Brief: Beneath this instruction is a listing. Transcribe from it only the stretch from the line with "#[derive(Debug, Error)]" through the line with "pub fn is_not_found(&self)", both end lines included, exactly as written.

Data to process:
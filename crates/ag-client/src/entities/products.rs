//! API products.

use ag_core::ClientConfig;
use serde::{Deserialize, Serialize};
use serde_json::{Map, Value};

use super::{records_or_envelope, EntityKind, Listing};
use crate::error::ClientResult;

const ENVELOPE: &str = "apiProduct";

/// API product definition.
///
/// Operation groups, quotas and other nested settings are carried through
/// untouched in `extra`.
#[derive(Debug, Clone, Default, PartialEq, Serialize, Deserialize)]
#[serde(rename_all = "camelCase")]
pub struct ApiProduct {
    /// Product name.
    pub name: String,
    /// Display name.
    #[serde(default, skip_serializing_if = "Option::is_none")]
    pub display_name: Option<String>,
    /// Description.
    #[serde(default, skip_serializing_if = "Option::is_none")]
    pub description: Option<String>,
    /// `auto` or `manual`.
    #[serde(default, skip_serializing_if = "Option::is_none")]
    pub approval_type: Option<String>,
    /// Custom attributes.
    #[serde(default, skip_serializing_if = "Vec::is_empty")]
    pub attributes: Vec<Attribute>,
    /// Environments the product is available in.
    #[serde(default, skip_serializing_if = "Vec::is_empty")]
    pub environments: Vec<String>,
    /// Proxies bundled by the product.
    #[serde(default, skip_serializing_if = "Vec::is_empty")]
    pub proxies: Vec<String>,
    /// OAuth scopes.
    #[serde(default, skip_serializing_if = "Vec::is_empty")]
    pub scopes: Vec<String>,
    /// Remaining product settings.
    #[serde(flatten)]
    pub extra: Map<String, Value>,
}

/// Custom name/value attribute.
#[derive(Debug, Clone, Default, PartialEq, Eq, Serialize, Deserialize)]
pub struct Attribute {
    /// Attribute name.
    pub name: String,
    /// Attribute value.
    #[serde(default)]
    pub value: String,
}

/// API products of the organization.
#[derive(Debug, Clone, Copy, Default)]
pub struct Products;

impl EntityKind for Products {
    type Record = ApiProduct;

    fn label(&self) -> &'static str {
        "product"
    }

    fn export_file(&self) -> String {
        "products.json".to_string()
    }

    fn collection_path(&self, _config: &ClientConfig) -> ClientResult<String> {
        Ok("apiproducts".to_string())
    }

    fn parse_listing(&self, body: &[u8]) -> ClientResult<Listing> {
        let mut listing = Listing::from_envelope(body, ENVELOPE, "name")?;
        // Product listings are not token-paged.
        listing.next_page_token = None;
        Ok(listing)
    }

    fn parse_records(&self, body: &[u8]) -> ClientResult<Vec<ApiProduct>> {
        records_or_envelope(body, ENVELOPE)
    }

    fn record_name<'a>(&self, record: &'a ApiProduct) -> &'a str {
        &record.name
    }
}
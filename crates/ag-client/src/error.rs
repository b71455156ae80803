//! Client error types.

use ag_core::BatchError;
use thiserror::Error;

/// Client error type.
#[derive(Debug, Error)]
pub enum ClientError {
    /// The API answered with a non-2xx status.
    #[error("API error: {status} - {message}{}", body_suffix(.body))]
    Api {
        /// HTTP status code.
        status: u16,
        /// Description of the status code.
        message: String,
        /// Raw response body.
        body: String,
    },

    /// HTTP request error.
    #[error("HTTP error: {0}")]
    Http(#[from] reqwest::Error),

    /// JSON error.
    #[error("JSON error: {0}")]
    Json(#[from] serde_json::Error),

    /// IO error.
    #[error("IO error: {0}")]
    Io(#[from] std::io::Error),

    /// An entity source could not be read.
    #[error("could not read {path}: {message}")]
    Source {
        /// Location of the source.
        path: String,
        /// What went wrong.
        message: String,
    },

    /// Setup error from the core crate.
    #[error(transparent)]
    Core(#[from] ag_core::Error),

    /// Failure of a single entity inside a batch.
    #[error("{kind} '{name}': {source}")]
    Entity {
        /// Entity kind label.
        kind: &'static str,
        /// Entity name.
        name: String,
        /// Underlying failure.
        #[source]
        source: Box<ClientError>,
    },

    /// One or more entities of a batch failed.
    #[error("{0}")]
    Batch(#[from] BatchError),
}

impl ClientError {
    /// Attaches the entity this error belongs to.
    #[must_use]
    pub fn for_entity(self, kind: &'static str, name: impl Into<String>) -> Self {
        Self::Entity {
            kind,
            name: name.into(),
            source: Box::new(self),
        }
    }

    /// HTTP status of the underlying API error, if any.
    #[must_use]
    pub fn status(&self) -> Option<u16> {
        match self {
            Self::Api { status, .. } => Some(*status),
            Self::Http(err) => err.status().map(|s| s.as_u16()),
            Self::Entity { source, .. } => source.status(),
            _ => None,
        }
    }

    /// Returns true if the API reported that the entity already exists.
    #[must_use]
    pub fn is_conflict(&self) -> bool {
        self.status() == Some(409)
    }

    /// Returns true if the API reported that the entity does not exist.
    #[must_use]
    pub fn is_not_found(&self) -> bool {
        self.status() == Some(404)
    }
}

fn body_suffix(body: &str) -> String {
    let body = body.trim();
    if body.is_empty() {
        String::new()
    } else {
        format!(": {body}")
    }
}

/// Client result type.
pub type ClientResult<T> = Result<T, ClientError>;
//! # ag-client
//!
//! HTTP client for the API management platform.
//!
//! - [`transport`]: the [`Transport`] trait and the `reqwest` based [`ApiClient`]
//! - [`entities`]: supported entity kinds behind the [`EntityKind`] trait
//! - [`source`]: collection listings and import files
//! - [`transfer`]: bounded-concurrency export and import
//! - [`ops`]: single-entity get and delete

#![forbid(unsafe_code)]
#![warn(missing_docs)]

pub mod entities;
pub mod error;
pub mod ops;
pub mod source;
pub mod transfer;
pub mod transport;

pub use entities::{EntityKind, Listing};
pub use error::{ClientError, ClientResult};
pub use ops::{delete_entity, get_entity};
pub use source::{fetch_membership, list_names, read_records};
pub use transfer::{
    export, import, import_file, plan_import, write_export_file, ExportReport, ImportJob,
    ImportOutcome, ImportReport, ImportStatus, ImportSummary,
};
pub use transport::{ApiClient, ApiRequest, Transport};
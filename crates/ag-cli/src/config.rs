//! CLI configuration.

use std::path::{Path, PathBuf};

use ag_core::config::DEFAULT_BASE_URL;
use ag_core::{ClientConfig, Concurrency};
use serde::{Deserialize, Serialize};

use crate::cli::GlobalArgs;

/// CLI configuration, stored in `~/.apigeecli/config.toml`.
#[derive(Debug, Clone, PartialEq, Eq, Serialize, Deserialize)]
pub struct CliConfig {
    /// Management API base URL.
    #[serde(default = "default_base_url")]
    pub base_url: String,

    /// Organization used when `--org` is not given.
    pub default_org: Option<String>,

    /// Environment used when `--env` is not given.
    pub default_env: Option<String>,

    /// Connections used when `--conn` is not given.
    pub default_conn: Option<usize>,

    /// Output format.
    #[serde(default)]
    pub output_format: OutputFormat,
}

fn default_base_url() -> String {
    DEFAULT_BASE_URL.to_string()
}

impl Default for CliConfig {
    fn default() -> Self {
        Self {
            base_url: default_base_url(),
            default_org: None,
            default_env: None,
            default_conn: None,
            output_format: OutputFormat::default(),
        }
    }
}

impl CliConfig {
    /// Loads configuration from the default file.
    pub fn load() -> crate::CliResult<Self> {
        Self::load_from(&Self::config_path()?)
    }

    /// Loads configuration from `path`; a missing file yields the defaults.
    pub fn load_from(path: &Path) -> crate::CliResult<Self> {
        if !path.exists() {
            return Ok(Self::default());
        }
        let content = std::fs::read_to_string(path)?;
        toml::from_str(&content)
            .map_err(|e| crate::CliError::Config(format!("failed to parse config: {e}")))
    }

    /// Saves configuration to the default file.
    pub fn save(&self) -> crate::CliResult<()> {
        self.save_to(&Self::config_path()?)
    }

    /// Saves configuration to `path`.
    pub fn save_to(&self, path: &Path) -> crate::CliResult<()> {
        if let Some(parent) = path.parent() {
            std::fs::create_dir_all(parent)?;
        }

        let content = toml::to_string_pretty(self)
            .map_err(|e| crate::CliError::Config(format!("failed to serialize config: {e}")))?;
        std::fs::write(path, content)?;
        Ok(())
    }

    /// Gets the configuration file path.
    pub fn config_path() -> crate::CliResult<PathBuf> {
        let home = dirs_next::home_dir()
            .ok_or_else(|| crate::CliError::Config("could not determine home directory".to_string()))?;
        Ok(home.join(".apigeecli").join("config.toml"))
    }

    /// Builds the client configuration, flags taking precedence over the file.
    pub fn client_config(&self, args: &GlobalArgs) -> crate::CliResult<ClientConfig> {
        let org = args
            .org
            .clone()
            .or_else(|| self.default_org.clone())
            .filter(|org| !org.trim().is_empty())
            .ok_or_else(|| ag_core::Error::missing("organization (--org)"))?;

        let mut config = ClientConfig::new(org)
            .with_base_url(args.base_url.clone().unwrap_or_else(|| self.base_url.clone()));
        if let Some(env) = args.env.clone().or_else(|| self.default_env.clone()) {
            config = config.with_env(env);
        }
        if let Some(token) = args.token.clone() {
            config = config.with_token(token);
        }
        if let Some(conn) = self.default_conn {
            config = config.with_conn(Concurrency::new(conn)?);
        }
        Ok(config)
    }

    /// Gets the effective output format.
    pub fn effective_format(&self, arg: Option<OutputFormat>) -> OutputFormat {
        arg.unwrap_or(self.output_format)
    }
}

/// Output format.
#[derive(Debug, Clone, Copy, Default, PartialEq, Eq, Serialize, Deserialize, clap::ValueEnum)]
#[serde(rename_all = "lowercase")]
pub enum OutputFormat {
    /// Human-readable table format.
    #[default]
    Table,
    /// JSON format.
    Json,
    /// Quiet (minimal output).
    Quiet,
}
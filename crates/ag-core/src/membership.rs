//! Create-or-update classification for imports.

use std::collections::HashSet;

use crate::config::ExistingPolicy;

/// Names of the entities that already exist remotely.
///
/// Built once from a listing before an import is dispatched and only read
/// afterwards, so workers can share it without locking.
#[derive(Debug, Clone, Default, PartialEq, Eq)]
pub struct MembershipSet {
    names: HashSet<String>,
}

impl MembershipSet {
    /// Creates an empty set.
    #[must_use]
    pub fn new() -> Self {
        Self::default()
    }

    /// Returns true if `name` exists remotely.
    #[must_use]
    pub fn contains(&self, name: &str) -> bool {
        self.names.contains(name)
    }

    /// Number of known names.
    #[must_use]
    pub fn len(&self) -> usize {
        self.names.len()
    }

    /// Returns true if nothing exists remotely.
    #[must_use]
    pub fn is_empty(&self) -> bool {
        self.names.is_empty()
    }

    /// Decides what an import should do with the entity called `name`.
    ///
    /// `updatable` is false for kinds that have no update operation; existing
    /// entities of such kinds are skipped.
    #[must_use]
    pub fn classify(&self, name: &str, updatable: bool, existing: ExistingPolicy) -> UpsertAction {
        if !self.contains(name) {
            return UpsertAction::Create;
        }
        match existing {
            ExistingPolicy::Update if updatable => UpsertAction::Update,
            _ => UpsertAction::Skip,
        }
    }
}

impl<S: Into<String>> FromIterator<S> for MembershipSet {
    fn from_iter<I: IntoIterator<Item = S>>(iter: I) -> Self {
        Self {
            names: iter.into_iter().map(Into::into).collect(),
        }
    }
}

/// Operation chosen for one import job.
#[derive(Debug, Clone, Copy, PartialEq, Eq, Hash)]
pub enum UpsertAction {
    /// `POST` to the collection.
    Create,
    /// Update the entity in place.
    Update,
    /// Leave the existing entity untouched.
    Skip,
}

impl std::fmt::Display for UpsertAction {
    fn fmt(&self, f: &mut std::fmt::Formatter<'_>) -> std::fmt::Result {
        match self {
            Self::Create => f.write_str("create"),
            Self::Update => f.write_str("update"),
            Self::Skip => f.write_str("skip"),
        }
    }
}
fn dirs_fallback() -> PathBuf {
    let mut p = PathBuf::from(std::env::var("HOME").unwrap_or_else(|_| ".".into()));
    p.push(".config");
    p.push("netinv");
    p
}

// ── Config loading ──────────────────────────────────────────────────

/// Load the full Config from the canonical file + environment.
pub fn load_config() -> Result<Config, ConfigError> {
    load_config_from(&config_path())
}

/// Load config from `path` + `NETINV_`-prefixed environment variables
/// (`NETINV_DEFAULTS__WEBDRIVER=...`).
pub fn load_config_from(path: &Path) -> Result<Config, ConfigError> {
    debug!(path = %path.display(), "loading config");
    let figment = Figment::new()
        .merge(Serialized::defaults(Config::default()))
        .merge(Toml::file(path))
        .merge(Env::prefixed("NETINV_").split("__"));

    let config: Config = figment.extract()?;
    Ok(config)
}

/// Load config, returning a default if the file doesn't exist.
pub fn load_config_or_default() -> Config {
    load_config().unwrap_or_default()
}

// ── Config saving ───────────────────────────────────────────────────

/// Serialize config to TOML and write to the canonical config path.
pub fn save_config(cfg: &Config) -> Result<(), ConfigError> {
    save_config_to(cfg, &config_path())
}

pub fn save_config_to(cfg: &Config, path: &Path) -> Result<(), ConfigError> {
    if let Some(parent) = path.parent() {
        std::fs::create_dir_all(parent)?;
    }
    let toml_str = toml::to_string_pretty(cfg)?;
    std::fs::write(path, toml_str)?;
    Ok(())
}

// ── Credential resolution (without CLI flags) ───────────────────────

fn keyring_entry(profile_name: &str) -> Result<keyring::Entry, keyring::Error> {
    keyring::Entry::new(KEYRING_SERVICE, &format!("{profile_name}/password"))
}

/// Username from the profile, else `NETINV_USERNAME`.
pub fn resolve_username(profile: &Profile, profile_name: &str) -> Result<String, ConfigError> {
    profile
        .username
        .clone()
        .or_else(|| std::env::var("NETINV_USERNAME").ok())
        .ok_or_else(|| ConfigError::NoCredentials {
            profile: profile_name.into(),
        })
}

/// Password from `NETINV_PASSWORD`, the system keyring, or the profile,
/// in that order.
pub fn resolve_password(profile: &Profile, profile_name: &str) -> Result<SecretString, ConfigError> {
    // 1. Env var
    if let Ok(pw) = std::env::var("NETINV_PASSWORD") {
        return Ok(SecretString::from(pw));
    }

    // 2. Keyring
    if let Ok(entry) = keyring_entry(profile_name) {
        if let Ok(pw) = entry.get_password() {
            return Ok(SecretString::from(pw));
        }
    }

    // 3. Plaintext in config
    if let Some(ref pw) = profile.password {
        return Ok(SecretString::from(pw.clone()));
    }

    Err(ConfigError::NoCredentials {
        profile: profile_name.into(),
    })
}

pub fn resolve_credential(profile: &Profile, profile_name: &str) -> Result<Credential, ConfigError> {
    let username = resolve_username(profile, profile_name)?;
    let password = resolve_password(profile, profile_name)?;
    Ok(Credential::new(username, password))
}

Response to the task:
#[derive(Debug, Error)]
pub enum ClientError {
    /// The API answered with a non-2xx status.
    #[error("API error: {status} - {message}{}", body_suffix(.body))]
    Api {
        /// HTTP status code.
        status: u16,
        /// Description of the status code.
        message: String,
        /// Raw response body.
        body: String,
    },

    /// HTTP request error.
    #[error("HTTP error: {0}")]
    Http(#[from] reqwest::Error),

    /// JSON error.
    #[error("JSON error: {0}")]
    Json(#[from] serde_json::Error),

    /// IO error.
    #[error("IO error: {0}")]
    Io(#[from] std::io::Error),

    /// An entity source could not be read.
    #[error("could not read {path}: {message}")]
    Source {
        /// Location of the source.
        path: String,
        /// What went wrong.
        message: String,
    },

    /// Setup error from the core crate.
    #[error(transparent)]
    Core(#[from] ag_core::Error),

    /// Failure of a single entity inside a batch.
    #[error("{kind} '{name}': {source}")]
    Entity {
        /// Entity kind label.
        kind: &'static str,
        /// Entity name.
        name: String,
        /// Underlying failure.
        #[source]
        source: Box<ClientError>,
    },

    /// One or more entities of a batch failed.
    #[error("{0}")]
    Batch(#[from] BatchError),
}

impl ClientError {
    /// Attaches the entity this error belongs to.
    #[must_use]
    pub fn for_entity(self, kind: &'static str, name: impl Into<String>) -> Self {
        Self::Entity {
            kind,
            name: name.into(),
            source: Box::new(self),
        }
    }

    /// HTTP status of the underlying API error, if any.
    #[must_use]
    pub fn status(&self) -> Option<u16> {
        match self {
            Self::Api { status, .. } => Some(*status),
            Self::Http(err) => err.status().map(|s| s.as_u16()),
            Self::Entity { source, .. } => source.status(),
            _ => None,
        }
    }

    /// Returns true if the API reported that the entity already exists.
    #[must_use]
    pub fn is_conflict(&self) -> bool {
        self.status() == Some(409)
    }

    /// Returns true if the API reported that the entity does not exist.
    #[must_use]
    pub fn is_not_found(&self) -> bool {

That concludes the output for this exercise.